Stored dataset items
== == ==

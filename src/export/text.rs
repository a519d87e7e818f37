//! Plain-text preview: one line per block, with formatting shown as markers.
//!
//! Bold runs print as `**text**`, italic runs as `*text*`, centered
//! paragraphs are prefixed with `[CENTER]`, headings with `[H1]`, and rules
//! print as a line of `─`. Useful for eyeballing a rendering in a terminal.

use super::{DocumentSerializer, OutputFormat};
use crate::document::{Alignment, OutputBlock, OutputDocument, Paragraph, Run};
use crate::error::TranscriptError;

const RULE: &str = "────────────────────────────────────────";

pub struct TextPreviewSerializer;

impl TextPreviewSerializer {
    /// The preview as a `String`.
    pub fn preview(&self, doc: &OutputDocument) -> String {
        let mut lines: Vec<String> = Vec::with_capacity(doc.blocks.len() + 4);

        if let Some(title) = &doc.title {
            if title.rule_before {
                lines.push(RULE.to_string());
            }
            lines.push(format!("[CENTER] {}", marked(&title.run)));
            lines.push(String::new());
        }

        for block in &doc.blocks {
            lines.push(match block {
                OutputBlock::Paragraph(p) => paragraph_line(p),
                OutputBlock::Heading(h) => format!("[H{}] {}", h.level, h.text),
                OutputBlock::Rule => RULE.to_string(),
                OutputBlock::Empty => String::new(),
            });
        }

        if let Some(trailer) = &doc.trailer {
            lines.push(String::new());
            lines.push(paragraph_line(trailer));
        }
        if !doc.footer.text.is_empty() {
            lines.push(format!("[FOOTER] {}", doc.footer.text));
        }

        let mut out = lines.join("\n");
        out.push('\n');
        out
    }
}

impl DocumentSerializer for TextPreviewSerializer {
    fn serialize(&self, doc: &OutputDocument) -> Result<Vec<u8>, TranscriptError> {
        Ok(self.preview(doc).into_bytes())
    }

    fn format(&self) -> OutputFormat {
        OutputFormat::Text
    }
}

fn paragraph_line(p: &Paragraph) -> String {
    let text: String = p.runs.iter().map(marked).collect();
    match p.alignment {
        Alignment::Center => format!("[CENTER] {text}"),
        _ => text,
    }
}

fn marked(run: &Run) -> String {
    let mut text = run.text.clone();
    if run.bold {
        text = format!("**{text}**");
    }
    if run.italic {
        text = format!("*{text}*");
    }
    text
}

#[cfg(test)]
mod tests {
    use super::*;
    use crate::pipeline::render::render_markup;
    use crate::style::StyleSheet;

    #[test]
    fn preview_shows_markers() {
        let style = StyleSheet {
            trailer_text: None,
            ..StyleSheet::default()
        };
        let markup = "**Living in the Last Days**\n\n**Billy:** Read **John 3:16**.\n\n**1. Discernment**\n──────────\n♪ ♪";
        let doc = render_markup(markup, "", &style).document;
        let preview = TextPreviewSerializer.preview(&doc);
        let lines: Vec<&str> = preview.lines().collect();
        assert_eq!(lines[0], "[CENTER] **Living in the Last Days**");
        assert_eq!(lines[2], "**Billy:** Read **John 3:16**.");
        assert_eq!(lines[4], "[H1] 1. Discernment");
        assert_eq!(lines[5], RULE);
        assert_eq!(lines[6], "[CENTER] ♪ ♪");
        assert!(lines[7].starts_with("[FOOTER] "));
    }

    #[test]
    fn empty_footer_is_not_printed() {
        let mut doc = render_markup("Body", "", &StyleSheet::default()).document;
        doc.footer.text.clear();
        let preview = TextPreviewSerializer.preview(&doc);
        assert!(!preview.contains("[FOOTER]"), "{preview}");
    }
}
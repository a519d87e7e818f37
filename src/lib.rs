//! # transcript-docx
//!
//! Turn raw speech transcripts into styled Word documents.
//!
//! A language model is asked to add light markup to the transcript (a bold
//! title, bold `Speaker:` labels, bold Scripture references, italic lyrics,
//! numbered section headers, divider lines). This crate then cleans the
//! model's answer and renders it deterministically: every line is classified,
//! split into styled runs, and emitted as paragraphs, headings and rules in
//! an [`OutputDocument`], which the [`export`] serializers write as `.docx`,
//! JSON or a plain-text preview.
//!
//! ## Pipeline Overview
//!
//! ```text
//! transcript (.txt / .md / .docx)
//!  │
//!  ├─ 1. Input    read text, or paragraph text out of word/document.xml
//!  ├─ 2. Format   LLM call with timeout + retry (skipped with `preformatted`)
//!  ├─ 3. Cleanup  fences, mojibake, stray ellipses, blank-line runs
//!  ├─ 4. Scan     classify lines, split inline spans
//!  ├─ 5. Render   OutputDocument (title, blocks, footer, trailer)
//!  └─ 6. Export   DOCX / JSON / text preview
//! ```
//!
//! ## Quick Start
//!
//! ```rust,no_run
//! use transcript_docx::{format_to_file, FormatConfig};
//!
//! #[tokio::main]
//! async fn main() -> Result<(), Box<dyn std::error::Error>> {
//!     // Provider auto-detected from ANTHROPIC_API_KEY / OPENAI_API_KEY / …
//!     let config = FormatConfig::default();
//!     let output = format_to_file("sermon.txt", "sermon.docx", None, &config).await?;
//!     eprintln!("{} blocks, {} warnings", output.stats.content_blocks, output.stats.warnings);
//!     Ok(())
//! }
//! ```
//!
//! Already-marked-up text needs no provider at all:
//!
//! ```rust
//! use transcript_docx::{build_document, FormatConfig};
//!
//! let out = build_document("**Last Days**\n\n**Billy:** Read **John 3:16**.", "x", &FormatConfig::default()).unwrap();
//! assert_eq!(out.document.title.unwrap().text(), "Last Days");
//! ```
//!
//! ## Feature Flags
//!
//! | Feature | Default | Description |
//! |---------|---------|-------------|
//! | `cli`   | on      | Enables the `transcript2docx` binary (clap + anyhow + tracing-subscriber + indicatif) |

// ── Modules ──────────────────────────────────────────────────────────────

pub mod config;
pub mod convert;
pub mod document;
pub mod error;
pub mod export;
pub mod output;
pub mod pipeline;
pub mod progress;
pub mod prompts;
pub mod style;

// ── Re-exports ───────────────────────────────────────────────────────────

pub use config::{FormatConfig, FormatConfigBuilder};
pub use convert::{
    build_document, format_file, format_sync, format_to_file, format_transcript,
    format_transcript_with, resolve_provider, write_document,
};
pub use document::{
    Alignment, HeadingBlock, OutputBlock, OutputDocument, Paragraph, Run, TitleBlock,
};
pub use error::{MarkupWarning, TranscriptError};
pub use export::{DocumentSerializer, OutputFormat};
pub use output::{FormatOutput, FormatStats};
pub use pipeline::llm::{FormatResponse, LlmFormatter, TranscriptFormatter};
pub use pipeline::render::{render_markup, Rendered, Renderer};
pub use progress::{FormatProgressCallback, NoopProgressCallback, ProgressCallback};
pub use style::StyleSheet;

== == ==

Exercise description - Each entry above should be restated exactly as supplied.

Answer to the exercise -
filename src/export/text.rs
repository a519d87e7e818f37
//! Plain-text preview: one line per block, with formatting shown as markers.
//!
//! Bold runs print as `**text**`, italic runs as `*text*`, centered
//! paragraphs are prefixed with `[CENTER]`, headings with `[H1]`, and rules
//! print as a line of `─`. Useful for eyeballing a rendering in a terminal.

use super::{DocumentSerializer, OutputFormat};
use crate::document::{Alignment, OutputBlock, OutputDocument, Paragraph, Run};
use crate::error::TranscriptError;

const RULE: &str = "────────────────────────────────────────";

pub struct TextPreviewSerializer;

impl TextPreviewSerializer {
    /// The preview as a `String`.
    pub fn preview(&self, doc: &OutputDocument) -> String {
        let mut lines: Vec<String> = Vec::with_capacity(doc.blocks.len() + 4);

        if let Some(title) = &doc.title {
            if title.rule_before {
                lines.push(RULE.to_string());
            }
            lines.push(format!("[CENTER] {}", marked(&title.run)));
            lines.push(String::new());
        }

        for block in &doc.blocks {
            lines.push(match block {
                OutputBlock::Paragraph(p) => paragraph_line(p),
                OutputBlock::Heading(h) => format!("[H{}] {}", h.level, h.text),
                OutputBlock::Rule => RULE.to_string(),
                OutputBlock::Empty => String::new(),
            });
        }

        if let Some(trailer) = &doc.trailer {
            lines.push(String::new());
            lines.push(paragraph_line(trailer));
        }
        if !doc.footer.text.is_empty() {
            lines.push(format!("[FOOTER] {}", doc.footer.text));
        }

        let mut out = lines.join("\n");
        out.push('\n');
        out
    }
}

impl DocumentSerializer for TextPreviewSerializer {
    fn serialize(&self, doc: &OutputDocument) -> Result<Vec<u8>, TranscriptError> {
        Ok(self.preview(doc).into_bytes())
    }

    fn format(&self) -> OutputFormat {
        OutputFormat::Text
    }
}

fn paragraph_line(p: &Paragraph) -> String {
    let text: String = p.runs.iter().map(marked).collect();
    match p.alignment {
        Alignment::Center => format!("[CENTER] {text}"),
        _ => text,
    }
}

fn marked(run: &Run) -> String {
    let mut text = run.text.clone();
    if run.bold {
        text = format!("**{text}**");
    }
    if run.italic {
        text = format!("*{text}*");
    }
    text
}

#[cfg(test)]
mod tests {
    use super::*;
    use crate::pipeline::render::render_markup;
    use crate::style::StyleSheet;

    #[test]
    fn preview_shows_markers() {
        let style = StyleSheet {
            trailer_text: None,
            ..StyleSheet::default()
        };
        let markup = "**Living in the Last Days**\n\n**Billy:** Read **John 3:16**.\n\n**1. Discernment**\n──────────\n♪ ♪";
        let doc = render_markup(markup, "", &style).document;
        let preview = TextPreviewSerializer.preview(&doc);
        let lines: Vec<&str> = preview.lines().collect();
        assert_eq!(lines[0], "[CENTER] **Living in the Last Days**");
        assert_eq!(lines[2], "**Billy:** Read **John 3:16**.");
        assert_eq!(lines[4], "[H1] 1. Discernment");
        assert_eq!(lines[5], RULE);
        assert_eq!(lines[6], "[CENTER] ♪ ♪");
        assert!(lines[7].starts_with("[FOOTER] "));
    }

    #[test]
    fn empty_footer_is_not_printed() {
        let mut doc = render_markup("Body", "", &StyleSheet::default()).document;
        doc.footer.text.clear();
        let preview = TextPreviewSerializer.preview(&doc);
        assert!(!preview.contains("[FOOTER]"), "{preview}");
    }
}
repository a519d87e7e818f37
filename src/lib.rs
//! # transcript-docx
//!
//! Turn raw speech transcripts into styled Word documents.
//!
//! A language model is asked to add light markup to the transcript (a bold
//! title, bold `Speaker:` labels, bold Scripture references, italic lyrics,
//! numbered section headers, divider lines). This crate then cleans the
//! model's answer and renders it deterministically: every line is classified,
//! split into styled runs, and emitted as paragraphs, headings and rules in
//! an [`OutputDocument`], which the [`export`] serializers write as `.docx`,
//! JSON or a plain-text preview.
//!
//! ## Pipeline Overview
//!
//! ```text
//! transcript (.txt / .md / .docx)
//!  │
//!  ├─ 1. Input    read text, or paragraph text out of word/document.xml
//!  ├─ 2. Format   LLM call with timeout + retry (skipped with `preformatted`)
//!  ├─ 3. Cleanup  fences, mojibake, stray ellipses, blank-line runs
//!  ├─ 4. Scan     classify lines, split inline spans
//!  ├─ 5. Render   OutputDocument (title, blocks, footer, trailer)
//!  └─ 6. Export   DOCX / JSON / text preview
//! ```
//!
//! ## Quick Start
//!
//! ```rust,no_run
//! use transcript_docx::{format_to_file, FormatConfig};
//!
//! #[tokio::main]
//! async fn main() -> Result<(), Box<dyn std::error::Error>> {
//!     // Provider auto-detected from ANTHROPIC_API_KEY / OPENAI_API_KEY / …
//!     let config = FormatConfig::default();
//!     let output = format_to_file("sermon.txt", "sermon.docx", None, &config).await?;
//!     eprintln!("{} blocks, {} warnings", output.stats.content_blocks, output.stats.warnings);
//!     Ok(())
//! }
//! ```
//!
//! Already-marked-up text needs no provider at all:
//!
//! ```rust
//! use transcript_docx::{build_document, FormatConfig};
//!
//! let out = build_document("**Last Days**\n\n**Billy:** Read **John 3:16**.", "x", &FormatConfig::default()).unwrap();
//! assert_eq!(out.document.title.unwrap().text(), "Last Days");
//! ```
//!
//! ## Feature Flags
//!
//! | Feature | Default | Description |
//! |---------|---------|-------------|
//! | `cli`   | on      | Enables the `transcript2docx` binary (clap + anyhow + tracing-subscriber + indicatif) |

// ── Modules ──────────────────────────────────────────────────────────────

pub mod config;
pub mod convert;
pub mod document;
pub mod error;
pub mod export;
pub mod output;
pub mod pipeline;
pub mod progress;
pub mod prompts;
pub mod style;

// ── Re-exports ───────────────────────────────────────────────────────────

pub use config::{FormatConfig, FormatConfigBuilder};
pub use convert::{
    build_document, format_file, format_sync, format_to_file, format_transcript,
    format_transcript_with, resolve_provider, write_document,
};
pub use document::{
    Alignment, HeadingBlock, OutputBlock, OutputDocument, Paragraph, Run, TitleBlock,
};
pub use error::{MarkupWarning, TranscriptError};
pub use export::{DocumentSerializer, OutputFormat};
pub use output::{FormatOutput, FormatStats};
pub use pipeline::llm::{FormatResponse, LlmFormatter, TranscriptFormatter};
pub use pipeline::render::{render_markup, Rendered, Renderer};
pub use progress::{FormatProgressCallback, NoopProgressCallback, ProgressCallback};
pub use style::StyleSheet;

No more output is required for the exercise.